Charles devoted the rest of his life avoiding further warfare by gaining larger independence in foreign affairs, while he also promoted the economy stabilization and a reorganization of the military. His remaining 20 years at the throne were the longest peace time of the Swedish Empire (1611–1718).
In the first years, he was assisted by the man who had become his trusted prime-minister, Johan Göransson Gyllenstierna (1635–1680). Some sources say the king was basically dependent on Gyllenstierna, but Gyllenstierna had a big influence upon Charles, at the very least. His sudden death in 1680 opened up the road to the monarch, and many men tried to get close to the king so they could take his place.

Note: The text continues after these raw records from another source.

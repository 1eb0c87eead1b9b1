//! Syntax tree arena.
//!
//! The tree is built once from parser output and is immutable afterwards.
//! Nodes live in parallel arrays indexed by [`NodeId`]; ordered child
//! sequences are flattened into `node_lists`. Parent back-references are
//! plain IDs resolved by lookup, never owning edges, so the single-owner
//! invariant cannot form cycles through shared ownership.

use smallvec::SmallVec;

use crate::ast::{NodeKind, UseKind};
use crate::{Name, NodeId, NodeRange, Span};

/// Named sub-slot of a node.
///
/// Identifies a fixed-arity child position ("the controlling expression")
/// distinctly from statement-list indices. `Arg` carries the argument
/// position within a call.
#[derive(Copy, Clone, Eq, PartialEq, Hash, Debug)]
pub enum Slot {
    /// Controlling expression of `if`/`while`/`for`/ternary.
    Cond,
    /// Controlling expression of `switch`.
    Discriminant,
    /// `for` header initializer or declaration initializer.
    Init,
    /// `for` header step expression.
    Step,
    /// Loop body or branch body.
    Body,
    /// Then branch of `if`/ternary.
    Then,
    /// Else branch of `if`/ternary.
    Else,
    /// Value of `return`/`throw`.
    Value,
    /// Assignment left-hand side.
    Target,
    /// Assignment right-hand side.
    Source,
    /// Call / field / subscript receiver.
    Receiver,
    /// Subscript index expression.
    IndexKey,
    /// Switch case label.
    Label,
    /// Unary operand.
    Operand,
    /// Binary left operand.
    Lhs,
    /// Binary right operand.
    Rhs,
    /// Expression of an expression statement.
    Expr,
    /// Call argument at a position.
    Arg(u16),
}

/// Error found while wiring a tree from parser output.
///
/// These are true faults in the input, not recoverable search outcomes:
/// the builder refuses to produce a tree rather than guess past them.
#[derive(Debug, Clone, PartialEq, Eq)]
pub enum TreeError {
    /// A child ID does not refer to an allocated node.
    DanglingChild { parent: NodeId, child: NodeId },
    /// A node is claimed as a child by two parents.
    MultipleParents {
        child: NodeId,
        first: NodeId,
        second: NodeId,
    },
    /// The designated root is not an allocated node.
    InvalidRoot { root: NodeId },
    /// The designated root is owned by another node.
    OwnedRoot { root: NodeId, parent: NodeId },
    /// A node range refers past the end of the flattened list array.
    RangeOutOfBounds { parent: NodeId, range: NodeRange },
}

impl std::fmt::Display for TreeError {
    fn fmt(&self, f: &mut std::fmt::Formatter<'_>) -> std::fmt::Result {
        match self {
            TreeError::DanglingChild { parent, child } => {
                write!(f, "node {parent:?} references unallocated child {child:?}")
            }
            TreeError::MultipleParents {
                child,
                first,
                second,
            } => write!(
                f,
                "node {child:?} is owned by both {first:?} and {second:?}"
            ),
            TreeError::InvalidRoot { root } => write!(f, "root {root:?} is not allocated"),
            TreeError::OwnedRoot { root, parent } => {
                write!(f, "root {root:?} is owned by {parent:?}")
            }
            TreeError::RangeOutOfBounds { parent, range } => {
                write!(f, "node {parent:?} has out-of-bounds child range {range:?}")
            }
        }
    }
}

impl std::error::Error for TreeError {}

/// Immutable syntax tree.
///
/// Read-heavy by design: matching, rendering, and feature extraction are
/// pure functions over a shared tree and may run in parallel on independent
/// trees with no coordination.
#[derive(Clone, Debug)]
pub struct SyntaxTree {
    /// Node kinds (parallel with spans and parents).
    kinds: Vec<NodeKind>,
    /// Source spans (parallel with kinds).
    spans: Vec<Span>,
    /// Parent back-references; `NodeId::INVALID` for the root.
    parents: Vec<NodeId>,
    /// Flattened ordered child sequences, indexed by `NodeRange`.
    node_lists: Vec<NodeId>,
    /// Root node.
    root: NodeId,
}

impl SyntaxTree {
    /// Root node of the tree.
    #[inline]
    pub fn root(&self) -> NodeId {
        self.root
    }

    /// Number of allocated nodes.
    pub fn len(&self) -> usize {
        self.kinds.len()
    }

    /// Returns `true` if no nodes are allocated.
    pub fn is_empty(&self) -> bool {
        self.kinds.is_empty()
    }

    /// Node kind.
    #[inline]
    pub fn kind(&self, id: NodeId) -> &NodeKind {
        &self.kinds[id.index()]
    }

    /// Node span.
    #[inline]
    pub fn span(&self, id: NodeId) -> Span {
        self.spans[id.index()]
    }

    /// Parent back-reference; `None` for the root.
    #[inline]
    pub fn parent(&self, id: NodeId) -> Option<NodeId> {
        let p = self.parents[id.index()];
        p.is_valid().then_some(p)
    }

    /// Resolve a range into the flattened list array.
    #[inline]
    pub fn list(&self, range: NodeRange) -> &[NodeId] {
        &self.node_lists[range.start as usize..range.start as usize + range.len()]
    }

    /// Ordered statement list of a list-bearing node (block body, switch
    /// body), or `None` for every other kind.
    pub fn stmt_list(&self, id: NodeId) -> Option<NodeRange> {
        match *self.kind(id) {
            NodeKind::Block { stmts } => Some(stmts),
            NodeKind::Switch { body, .. } => Some(body),
            _ => None,
        }
    }

    /// Fixed-arity child slots of a node, in declared syntactic order.
    /// Absent optional slots are omitted. List-bearing children (block
    /// statements, switch bodies) are not slots; see [`Self::stmt_list`].
    pub fn slots(&self, id: NodeId) -> SmallVec<[(Slot, NodeId); 4]> {
        let mut out = SmallVec::new();
        let mut push = |slot: Slot, child: NodeId| {
            if child.is_valid() {
                out.push((slot, child));
            }
        };
        match *self.kind(id) {
            NodeKind::Block { .. } | NodeKind::Break | NodeKind::Continue => {}
            NodeKind::If {
                cond,
                then_branch,
                else_branch,
            } => {
                push(Slot::Cond, cond);
                push(Slot::Then, then_branch);
                push(Slot::Else, else_branch);
            }
            NodeKind::Switch { discriminant, .. } => push(Slot::Discriminant, discriminant),
            NodeKind::SwitchCase { label } => push(Slot::Label, label),
            NodeKind::While { cond, body } => {
                push(Slot::Cond, cond);
                push(Slot::Body, body);
            }
            NodeKind::For {
                init,
                cond,
                step,
                body,
            } => {
                push(Slot::Init, init);
                push(Slot::Cond, cond);
                push(Slot::Step, step);
                push(Slot::Body, body);
            }
            NodeKind::Return { value } | NodeKind::Throw { value } => push(Slot::Value, value),
            NodeKind::VarDecl { init, .. } => push(Slot::Init, init),
            NodeKind::ExprStmt { expr } => push(Slot::Expr, expr),
            NodeKind::Assign { target, value } => {
                push(Slot::Target, target);
                push(Slot::Source, value);
            }
            NodeKind::Binary { left, right, .. } => {
                push(Slot::Lhs, left);
                push(Slot::Rhs, right);
            }
            NodeKind::Unary { operand, .. } => push(Slot::Operand, operand),
            NodeKind::Call { receiver, args, .. } => {
                push(Slot::Receiver, receiver);
                for (i, &arg) in self.list(args).iter().enumerate() {
                    // Arg positions fit u16 by NodeRange construction.
                    out.push((Slot::Arg(i as u16), arg));
                }
            }
            NodeKind::FieldAccess { receiver, .. } => push(Slot::Receiver, receiver),
            NodeKind::Index { receiver, index } => {
                push(Slot::Receiver, receiver);
                push(Slot::IndexKey, index);
            }
            NodeKind::Conditional {
                cond,
                then_expr,
                else_expr,
            } => {
                push(Slot::Cond, cond);
                push(Slot::Then, then_expr);
                push(Slot::Else, else_expr);
            }
            NodeKind::Ident(_)
            | NodeKind::IntLit(_)
            | NodeKind::FloatLit(_)
            | NodeKind::BoolLit(_)
            | NodeKind::StrLit(_)
            | NodeKind::CharLit(_)
            | NodeKind::NullLit => {}
        }
        out
    }

    /// Resolve a named slot to its current child, if present.
    pub fn slot_child(&self, id: NodeId, slot: Slot) -> Option<NodeId> {
        self.slots(id)
            .into_iter()
            .find(|&(s, _)| s == slot)
            .map(|(_, child)| child)
    }

    /// Returns `true` if `slot` is a valid sub-slot of `id` (present child).
    pub fn has_slot(&self, id: NodeId, slot: Slot) -> bool {
        self.slot_child(id, slot).is_some()
    }

    /// All direct children in declared syntactic order: fixed slots first,
    /// then the statement list for list-bearing kinds.
    pub fn children(&self, id: NodeId) -> SmallVec<[NodeId; 4]> {
        let mut out: SmallVec<[NodeId; 4]> =
            self.slots(id).into_iter().map(|(_, c)| c).collect();
        if let Some(range) = self.stmt_list(id) {
            out.extend(self.list(range).iter().copied());
        }
        out
    }

    /// Classify how `id` uses the direct child `child`.
    ///
    /// `UseKind::Plain` for a node that is not a direct child of `id`.
    pub fn use_kind(&self, id: NodeId, child: NodeId) -> UseKind {
        match *self.kind(id) {
            NodeKind::If { cond, .. } => {
                if child == cond {
                    UseKind::Branch
                } else {
                    UseKind::BranchBody
                }
            }
            NodeKind::Conditional { cond, .. } => {
                if child == cond {
                    UseKind::Branch
                } else {
                    UseKind::BranchBody
                }
            }
            NodeKind::Switch { discriminant, .. } => {
                if child == discriminant {
                    UseKind::Discriminant
                } else {
                    UseKind::SwitchBody
                }
            }
            NodeKind::SwitchCase { .. } => UseKind::CaseLabel,
            NodeKind::While { cond, .. } => {
                if child == cond {
                    UseKind::LoopBound
                } else {
                    UseKind::LoopBody
                }
            }
            NodeKind::For {
                init, cond, step, ..
            } => {
                if child == init {
                    UseKind::Initializer
                } else if child == cond {
                    UseKind::LoopBound
                } else if child == step {
                    UseKind::LoopStep
                } else {
                    UseKind::LoopBody
                }
            }
            NodeKind::Return { .. } => UseKind::ReturnValue,
            NodeKind::Throw { .. } => UseKind::Thrown,
            NodeKind::VarDecl { .. } => UseKind::Initializer,
            NodeKind::Assign { target, .. } => {
                if child == target {
                    UseKind::AssignTarget
                } else {
                    UseKind::AssignSource
                }
            }
            NodeKind::Call { receiver, .. } => {
                if child == receiver {
                    UseKind::CallReceiver
                } else {
                    UseKind::CallArgument
                }
            }
            NodeKind::FieldAccess { .. } => UseKind::CallReceiver,
            NodeKind::Index { receiver, .. } => {
                // Subscript receivers classify like other access receivers.
                if child == receiver {
                    UseKind::CallReceiver
                } else {
                    UseKind::IndexKey
                }
            }
            _ => UseKind::Plain,
        }
    }

    /// Variable name declared by a node, if it declares one.
    pub fn declared_name(&self, id: NodeId) -> Option<(Name, Name)> {
        match *self.kind(id) {
            NodeKind::VarDecl { ty, name, .. } => Some((name, ty)),
            _ => None,
        }
    }
}

/// Incremental tree builder.
///
/// The external parser allocates nodes bottom-up (children before parents),
/// then calls [`TreeBuilder::finish`], which wires parent back-references
/// and validates the single-owner invariant.
#[derive(Default)]
pub struct TreeBuilder {
    kinds: Vec<NodeKind>,
    spans: Vec<Span>,
    node_lists: Vec<NodeId>,
}

impl TreeBuilder {
    /// Create an empty builder.
    pub fn new() -> Self {
        Self::default()
    }

    /// Allocate a node, returning its ID.
    pub fn push(&mut self, kind: NodeKind, span: Span) -> NodeId {
        let id = NodeId::new(u32::try_from(self.kinds.len()).unwrap_or(u32::MAX - 1));
        self.kinds.push(kind);
        self.spans.push(span);
        id
    }

    /// Allocate an ordered child sequence.
    pub fn push_list(&mut self, ids: &[NodeId]) -> NodeRange {
        if ids.is_empty() {
            return NodeRange::EMPTY;
        }
        let start = u32::try_from(self.node_lists.len()).unwrap_or(u32::MAX);
        self.node_lists.extend_from_slice(ids);
        let len = u16::try_from(ids.len()).unwrap_or(u16::MAX);
        NodeRange::new(start, len)
    }

    /// Finish the tree, wiring parent back-references.
    ///
    /// # Errors
    ///
    /// Returns a [`TreeError`] if a child ID dangles, a node has two owners,
    /// or the root is invalid or owned.
    pub fn finish(self, root: NodeId) -> Result<SyntaxTree, TreeError> {
        let n = self.kinds.len();
        if root.index() >= n {
            return Err(TreeError::InvalidRoot { root });
        }

        let mut tree = SyntaxTree {
            kinds: self.kinds,
            spans: self.spans,
            parents: vec![NodeId::INVALID; n],
            node_lists: self.node_lists,
            root,
        };

        for raw in 0..n {
            // Parent ids stay in u32 range because n nodes were allocated
            // through push(), which is bounded by u32.
            let parent = NodeId::new(raw as u32);
            if let Some(range) = tree.stmt_list(parent) {
                if range.start as usize + range.len() > tree.node_lists.len() {
                    return Err(TreeError::RangeOutOfBounds { parent, range });
                }
            }
            if let NodeKind::Call { args, .. } = *tree.kind(parent) {
                if args.start as usize + args.len() > tree.node_lists.len() {
                    return Err(TreeError::RangeOutOfBounds {
                        parent,
                        range: args,
                    });
                }
            }
            for child in tree.children(parent) {
                if child.index() >= n {
                    return Err(TreeError::DanglingChild { parent, child });
                }
                let existing = tree.parents[child.index()];
                if existing.is_valid() {
                    return Err(TreeError::MultipleParents {
                        child,
                        first: existing,
                        second: parent,
                    });
                }
                tree.parents[child.index()] = parent;
            }
        }

        if let Some(parent) = tree.parent(root) {
            return Err(TreeError::OwnedRoot { root, parent });
        }

        Ok(tree)
    }
}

Sweden's weak economy had suffered during the war and was now in a deep crisis. Charles assembled the Riksdag of the Estates in October 1680. The assembly has been described as one of the most important held by the Riksdag of the Estates. Here, the king finally pushed through the reduction ordeal, something that had been discussed in the Riksdag since 1650. It meant that any land or object previously owned by the crown and lent or given away — including counties, baronies and lordships — could be recovered. It affected many prominent persons of the nobility class, some of which were ruined. One of them was the former guardian and Lord Chief Justice Magnus De La Gardie, who among many other estates had to return the extravagant 248-room large Läckö Castle. The reduction process involved the examination of every title deed in the kingdom — including the dominions — and it resulted in the complete readjustment of the nation's finances.
|This section does not cite any references or sources. (February 2013)|
According to legend in Sweden, Charles XI travelled around the country dressed as a farmer or simple traveller. In the legends he is referred to as the Greycoat (Swedish: Gråkappan). The reason why he dressed like an average person was to discover and identify corruption and oppression against the populace. There are many stories about him arriving to villages looking for corrupt church officials and sending them to the gallows. However, Charles XI never did travel alone,[according to whom?] he was always followed by a military cortegé. But he was one of the kings in Sweden during the era that travelled the most throughout the country. The stories of the Greycoat were published in a book by Arvid August Afzelius in the middle of the 19th century.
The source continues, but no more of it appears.